- Task prompt: Find how many lines of the records below contain the word "impl" and write that number by itself.

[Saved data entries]
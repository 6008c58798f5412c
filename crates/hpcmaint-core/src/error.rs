//! Error taxonomy for the orchestrator
//!
//! Every phase reports failures through [`MaintError`]. The variant decides
//! how the per-host state machine proceeds: `Transient` is retried by the
//! driver that saw it, `Config` aborts the pass, everything else becomes the
//! terminal disposition of the affected host only.

use std::time::Duration;
use thiserror::Error;

/// Result type used throughout hpcmaint.
pub type Result<T> = std::result::Result<T, MaintError>;

/// Errors that can occur while orchestrating maintenance.
#[derive(Error, Debug)]
pub enum MaintError {
    /// Missing or invalid required configuration; fatal, aborts the pass.
    #[error("configuration error: {0}")]
    Config(String),

    /// Retriable collaborator error; escalated after the driver's retry
    /// policy is exhausted.
    #[error("transient external error: {0}")]
    Transient(String),

    /// The node did not reach a quiesced state in time.
    #[error("drain of {host} timed out after {waited:?}")]
    DrainTimeout { host: String, waited: Duration },

    /// The provider rejected the schedule request after retries.
    #[error("schedule failed for event {event_id}: {detail}")]
    ScheduleFailed { event_id: String, detail: String },

    /// The provider reported the maintenance as FAILED or CANCELED.
    #[error("maintenance for event {event_id} ended {state}")]
    MaintenanceFailed { event_id: String, state: String },

    /// The post-maintenance health predicate returned FAIL.
    #[error("health check failed for {host}: {reason}")]
    HealthFailed { host: String, reason: String },

    /// The orchestrator-level cancellation signal fired.
    #[error("cancelled")]
    Cancelled,

    /// The inventory could not map an instance to a hostname.
    #[error("no hostname for instance {instance_id}")]
    Unresolved { instance_id: String },

    /// IO error
    #[error("io error: {0}")]
    Io(#[from] std::io::Error),

    /// JSON serialization/deserialization error
    #[error("json error: {0}")]
    Json(#[from] serde_json::Error),
}

impl MaintError {
    /// Create a configuration error.
    pub fn config(msg: impl Into<String>) -> Self {
        Self::Config(msg.into())
    }

    /// Create a transient external error.
    pub fn transient(msg: impl Into<String>) -> Self {
        Self::Transient(msg.into())
    }

    /// Stable taxonomy label, used in audit records and the outcome table.
    pub fn kind(&self) -> &'static str {
        match self {
            Self::Config(_) => "ConfigError",
            Self::Transient(_) | Self::Io(_) | Self::Json(_) => "TransientExternalError",
            Self::DrainTimeout { .. } => "DrainTimeout",
            Self::ScheduleFailed { .. } => "ScheduleFailed",
            Self::MaintenanceFailed { .. } => "MaintenanceFailed",
            Self::HealthFailed { .. } => "HealthFailed",
            Self::Cancelled => "Cancelled",
            Self::Unresolved { .. } => "Unresolved",
        }
    }
}

#[cfg(test)]
mod tests {
    use super::*;

    #[test]
    fn test_kind_labels_are_stable() {
        assert_eq!(MaintError::config("x").kind(), "ConfigError");
        assert_eq!(MaintError::transient("x").kind(), "TransientExternalError");
        assert_eq!(
            MaintError::DrainTimeout {
                host: "GPU-1".into(),
                waited: Duration::from_secs(1800),
            }
            .kind(),
            "DrainTimeout"
        );
        assert_eq!(MaintError::Cancelled.kind(), "Cancelled");
    }
}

- Solution to this task: 3